>>>
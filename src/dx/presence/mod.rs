//! # Presence module.
//!
//! The presence module announces the client on channels and channel groups
//! which are part of the subscription loop. It owns the periodic heartbeat
//! schedule (one watcher task per client) and the executors used for
//! presence-related service calls.

use async_channel::{Receiver, Sender};
use futures::{
    future::{select, BoxFuture, Either},
    FutureExt,
};
use log::{debug, error};
use spin::RwLock;

use crate::{
    core::{FanlineError, Runtime},
    subscribe::event_engine::SubscriptionInput,
};

use std::sync::Arc;

/// Executor of presence heartbeat calls.
///
/// Takes lists of channels and channel groups for which presence should be
/// announced.
pub(crate) type HeartbeatEffectExecutor =
    dyn Fn(Vec<String>, Vec<String>) -> BoxFuture<'static, Result<(), FanlineError>> + Send + Sync;

/// Executor of presence leave calls.
///
/// Takes lists of channels and channel groups which the client leaves.
pub(crate) type LeaveEffectExecutor =
    dyn Fn(Vec<String>, Vec<String>) -> BoxFuture<'static, ()> + Send + Sync;

/// Presence manager.
///
/// One manager exists per client. When a heartbeat interval is configured,
/// the manager runs a watcher task which periodically announces presence for
/// the current subscription input.
pub(crate) struct PresenceManager {
    /// Heartbeat call function pointer.
    heartbeat_call: Arc<HeartbeatEffectExecutor>,

    /// Channels and groups for which presence should be announced.
    input: RwLock<SubscriptionInput>,

    /// Heartbeat watcher shutdown channel.
    shutdown_channel: Sender<()>,
}

impl PresenceManager {
    /// Create a presence manager.
    ///
    /// The heartbeat watcher task is spawned only when `heartbeat_interval`
    /// is configured.
    pub fn new<R>(
        heartbeat_call: Arc<HeartbeatEffectExecutor>,
        heartbeat_interval: Option<u64>,
        runtime: R,
    ) -> Arc<Self>
    where
        R: Runtime + 'static,
    {
        let (shutdown_tx, shutdown_rx) = async_channel::bounded::<()>(1);

        let manager = Arc::new(Self {
            heartbeat_call,
            input: Default::default(),
            shutdown_channel: shutdown_tx,
        });

        if let Some(interval) = heartbeat_interval {
            manager.start_watcher(interval, shutdown_rx, runtime);
        }

        manager
    }

    /// Replace the set of channels and groups for which presence is
    /// announced.
    pub fn update_input(&self, input: SubscriptionInput) {
        *self.input.write() = input;
    }

    /// Announce presence for the currently tracked input right away.
    pub async fn announce(&self) {
        let (channels, channel_groups) = {
            let input = self.input.read();
            (
                input.channels().unwrap_or_default(),
                input.channel_groups().unwrap_or_default(),
            )
        };

        if channels.is_empty() && channel_groups.is_empty() {
            return;
        }

        if let Err(err) = (self.heartbeat_call)(channels, channel_groups).await {
            error!("Presence heartbeat failed: {err}");
        }
    }

    /// Stop the heartbeat watcher task.
    pub fn stop(&self) {
        let _ = self.shutdown_channel.try_send(());
    }

    fn start_watcher<R>(self: &Arc<Self>, interval: u64, shutdown_rx: Receiver<()>, runtime: R)
    where
        R: Runtime + 'static,
    {
        let manager = self.clone();
        let tick_runtime = runtime.clone();

        runtime.spawn(async move {
            debug!("Starting presence heartbeat watcher ({interval}s)");

            loop {
                let sleep = tick_runtime.clone().sleep(interval).boxed();
                let shutdown = shutdown_rx.recv().boxed();

                match select(sleep, shutdown).await {
                    Either::Left(_) => manager.announce().await,
                    Either::Right(_) => break,
                }
            }

            debug!("Presence heartbeat watcher stopped");
        });
    }
}

impl Drop for PresenceManager {
    fn drop(&mut self) {
        self.stop();
    }
}

impl core::fmt::Debug for PresenceManager {
    fn fmt(&self, f: &mut core::fmt::Formatter<'_>) -> core::fmt::Result {
        write!(f, "PresenceManager {{ input: {:?} }}", self.input.read())
    }
}

#[cfg(test)]
mod should {
    use super::*;
    use crate::providers::futures_tokio::RuntimeTokio;
    use std::sync::atomic::{AtomicUsize, Ordering};

    fn input(channels: &[&str]) -> SubscriptionInput {
        SubscriptionInput::new(
            &Some(channels.iter().map(|c| c.to_string()).collect()),
            &None,
        )
    }

    #[tokio::test]
    async fn announce_presence_for_tracked_input() {
        let announced = Arc::new(AtomicUsize::new(0));
        let announced_clone = announced.clone();
        let heartbeat: Arc<HeartbeatEffectExecutor> = Arc::new(move |channels, _| {
            assert_eq!(channels, vec!["ch1".to_string()]);
            let announced = announced_clone.clone();
            async move {
                announced.fetch_add(1, Ordering::Relaxed);
                Ok(())
            }
            .boxed()
        });

        let manager = PresenceManager::new(heartbeat, None, RuntimeTokio);
        manager.update_input(input(&["ch1"]));

        manager.announce().await;

        assert_eq!(announced.load(Ordering::Relaxed), 1);
    }

    #[tokio::test]
    async fn not_announce_presence_for_empty_input() {
        let heartbeat: Arc<HeartbeatEffectExecutor> = Arc::new(|_, _| {
            panic!("Heartbeat shouldn't be called for empty input");
        });

        let manager = PresenceManager::new(heartbeat, None, RuntimeTokio);

        manager.announce().await;
    }

    #[tokio::test]
    async fn tick_heartbeat_watcher() {
        let announced = Arc::new(AtomicUsize::new(0));
        let announced_clone = announced.clone();
        let heartbeat: Arc<HeartbeatEffectExecutor> = Arc::new(move |_, _| {
            let announced = announced_clone.clone();
            async move {
                announced.fetch_add(1, Ordering::Relaxed);
                Ok(())
            }
            .boxed()
        });

        // Zero interval keeps the test fast; real configurations use tens of
        // seconds.
        let manager = PresenceManager::new(heartbeat, Some(0), RuntimeTokio);
        manager.update_input(input(&["ch1"]));

        tokio::time::sleep(tokio::time::Duration::from_millis(50)).await;
        manager.stop();

        assert!(announced.load(Ordering::Relaxed) > 0);
    }
}
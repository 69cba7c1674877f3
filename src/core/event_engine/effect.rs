use crate::core::event_engine::EffectInvocation;

/// State machine effect trait.
///
/// An effect is the actual work associated with an invocation: a long-poll
/// request, a listener notification and so on. Effects run detached from the
/// dispatcher loop and report resulting events on completion.
#[async_trait::async_trait]
pub(crate) trait Effect: Send + Sync {
    type Invocation: EffectInvocation;

    /// Effect name.
    ///
    /// Used only for logging purposes.
    fn name(&self) -> String;

    /// Unique effect instance identifier.
    fn id(&self) -> String;

    /// Run work associated with the effect.
    ///
    /// Resolves with the list of events which should be processed by the
    /// state machine. A cancelled effect resolves with an empty list.
    async fn run(&self) -> Vec<<Self::Invocation as EffectInvocation>::Event>;

    /// Cancel any ongoing effect work.
    fn cancel(&self);
}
<<<
### The task
Give every entry again in full, precisely as written above.

### Response
filename src/dx/presence/mod.rs
//! # Presence module.
//!
//! The presence module announces the client on channels and channel groups
//! which are part of the subscription loop. It owns the periodic heartbeat
//! schedule (one watcher task per client) and the executors used for
//! presence-related service calls.

use async_channel::{Receiver, Sender};
use futures::{
    future::{select, BoxFuture, Either},
    FutureExt,
};
use log::{debug, error};
use spin::RwLock;

use crate::{
    core::{FanlineError, Runtime},
    subscribe::event_engine::SubscriptionInput,
};

use std::sync::Arc;

/// Executor of presence heartbeat calls.
///
/// Takes lists of channels and channel groups for which presence should be
/// announced.
pub(crate) type HeartbeatEffectExecutor =
    dyn Fn(Vec<String>, Vec<String>) -> BoxFuture<'static, Result<(), FanlineError>> + Send + Sync;

/// Executor of presence leave calls.
///
/// Takes lists of channels and channel groups which the client leaves.
pub(crate) type LeaveEffectExecutor =
    dyn Fn(Vec<String>, Vec<String>) -> BoxFuture<'static, ()> + Send + Sync;

/// Presence manager.
///
/// One manager exists per client. When a heartbeat interval is configured,
/// the manager runs a watcher task which periodically announces presence for
/// the current subscription input.
pub(crate) struct PresenceManager {
    /// Heartbeat call function pointer.
    heartbeat_call: Arc<HeartbeatEffectExecutor>,

    /// Channels and groups for which presence should be announced.
    input: RwLock<SubscriptionInput>,

    /// Heartbeat watcher shutdown channel.
    shutdown_channel: Sender<()>,
}

impl PresenceManager {
    /// Create a presence manager.
    ///
    /// The heartbeat watcher task is spawned only when `heartbeat_interval`
    /// is configured.
    pub fn new<R>(
        heartbeat_call: Arc<HeartbeatEffectExecutor>,
        heartbeat_interval: Option<u64>,
        runtime: R,
    ) -> Arc<Self>
    where
        R: Runtime + 'static,
    {
        let (shutdown_tx, shutdown_rx) = async_channel::bounded::<()>(1);

        let manager = Arc::new(Self {
            heartbeat_call,
            input: Default::default(),
            shutdown_channel: shutdown_tx,
        });

        if let Some(interval) = heartbeat_interval {
            manager.start_watcher(interval, shutdown_rx, runtime);
        }

        manager
    }

    /// Replace the set of channels and groups for which presence is
    /// announced.
    pub fn update_input(&self, input: SubscriptionInput) {
        *self.input.write() = input;
    }

    /// Announce presence for the currently tracked input right away.
    pub async fn announce(&self) {
        let (channels, channel_groups) = {
            let input = self.input.read();
            (
                input.channels().unwrap_or_default(),
                input.channel_groups().unwrap_or_default(),
            )
        };

        if channels.is_empty() && channel_groups.is_empty() {
            return;
        }

        if let Err(err) = (self.heartbeat_call)(channels, channel_groups).await {
            error!("Presence heartbeat failed: {err}");
        }
    }

    /// Stop the heartbeat watcher task.
    pub fn stop(&self) {
        let _ = self.shutdown_channel.try_send(());
    }

    fn start_watcher<R>(self: &Arc<Self>, interval: u64, shutdown_rx: Receiver<()>, runtime: R)
    where
        R: Runtime + 'static,
    {
        let manager = self.clone();
        let tick_runtime = runtime.clone();

        runtime.spawn(async move {
            debug!("Starting presence heartbeat watcher ({interval}s)");

            loop {
                let sleep = tick_runtime.clone().sleep(interval).boxed();
                let shutdown = shutdown_rx.recv().boxed();

                match select(sleep, shutdown).await {
                    Either::Left(_) => manager.announce().await,
                    Either::Right(_) => break,
                }
            }

            debug!("Presence heartbeat watcher stopped");
        });
    }
}

impl Drop for PresenceManager {
    fn drop(&mut self) {
        self.stop();
    }
}

impl core::fmt::Debug for PresenceManager {
    fn fmt(&self, f: &mut core::fmt::Formatter<'_>) -> core::fmt::Result {
        write!(f, "PresenceManager {{ input: {:?} }}", self.input.read())
    }
}

#[cfg(test)]
mod should {
    use super::*;
    use crate::providers::futures_tokio::RuntimeTokio;
    use std::sync::atomic::{AtomicUsize, Ordering};

    fn input(channels: &[&str]) -> SubscriptionInput {
        SubscriptionInput::new(
            &Some(channels.iter().map(|c| c.to_string()).collect()),
            &None,
        )
    }

    #[tokio::test]
    async fn announce_presence_for_tracked_input() {
        let announced = Arc::new(AtomicUsize::new(0));
        let announced_clone = announced.clone();
        let heartbeat: Arc<HeartbeatEffectExecutor> = Arc::new(move |channels, _| {
            assert_eq!(channels, vec!["ch1".to_string()]);
            let announced = announced_clone.clone();
            async move {
                announced.fetch_add(1, Ordering::Relaxed);
                Ok(())
            }
            .boxed()
        });

        let manager = PresenceManager::new(heartbeat, None, RuntimeTokio);
        manager.update_input(input(&["ch1"]));

        manager.announce().await;

        assert_eq!(announced.load(Ordering::Relaxed), 1);
    }

    #[tokio::test]
    async fn not_announce_presence_for_empty_input() {
        let heartbeat: Arc<HeartbeatEffectExecutor> = Arc::new(|_, _| {
            panic!("Heartbeat shouldn't be called for empty input");
        });

        let manager = PresenceManager::new(heartbeat, None, RuntimeTokio);

        manager.announce().await;
    }

    #[tokio::test]
    async fn tick_heartbeat_watcher() {
        let announced = Arc::new(AtomicUsize::new(0));
        let announced_clone = announced.clone();
        let heartbeat: Arc<HeartbeatEffectExecutor> = Arc::new(move |_, _| {
            let announced = announced_clone.clone();
            async move {
                announced.fetch_add(1, Ordering::Relaxed);
                Ok(())
            }
            .boxed()
        });

        // Zero interval keeps the test fast; real configurations use tens of
        // seconds.
        let manager = PresenceManager::new(heartbeat, Some(0), RuntimeTokio);
        manager.update_input(input(&["ch1"]));

        tokio::time::sleep(tokio::time::Duration::from_millis(50)).await;
        manager.stop();

        assert!(announced.load(Ordering::Relaxed) > 0);
    }
}
repository 69cba7c1674877f3
filename src/core/event_engine/effect.rs
use crate::core::event_engine::EffectInvocation;

/// State machine effect trait.
///
/// An effect is the actual work associated with an invocation: a long-poll
/// request, a listener notification and so on. Effects run detached from the
/// dispatcher loop and report resulting events on completion.
#[async_trait::async_trait]
pub(crate) trait Effect: Send + Sync {
    type Invocation: EffectInvocation;

    /// Effect name.
    ///
    /// Used only for logging purposes.
    fn name(&self) -> String;

    /// Unique effect instance identifier.
    fn id(&self) -> String;

    /// Run work associated with the effect.
    ///
    /// Resolves with the list of events which should be processed by the
    /// state machine. A cancelled effect resolves with an empty list.
    async fn run(&self) -> Vec<<Self::Invocation as EffectInvocation>::Event>;

    /// Cancel any ongoing effect work.
    fn cancel(&self);
}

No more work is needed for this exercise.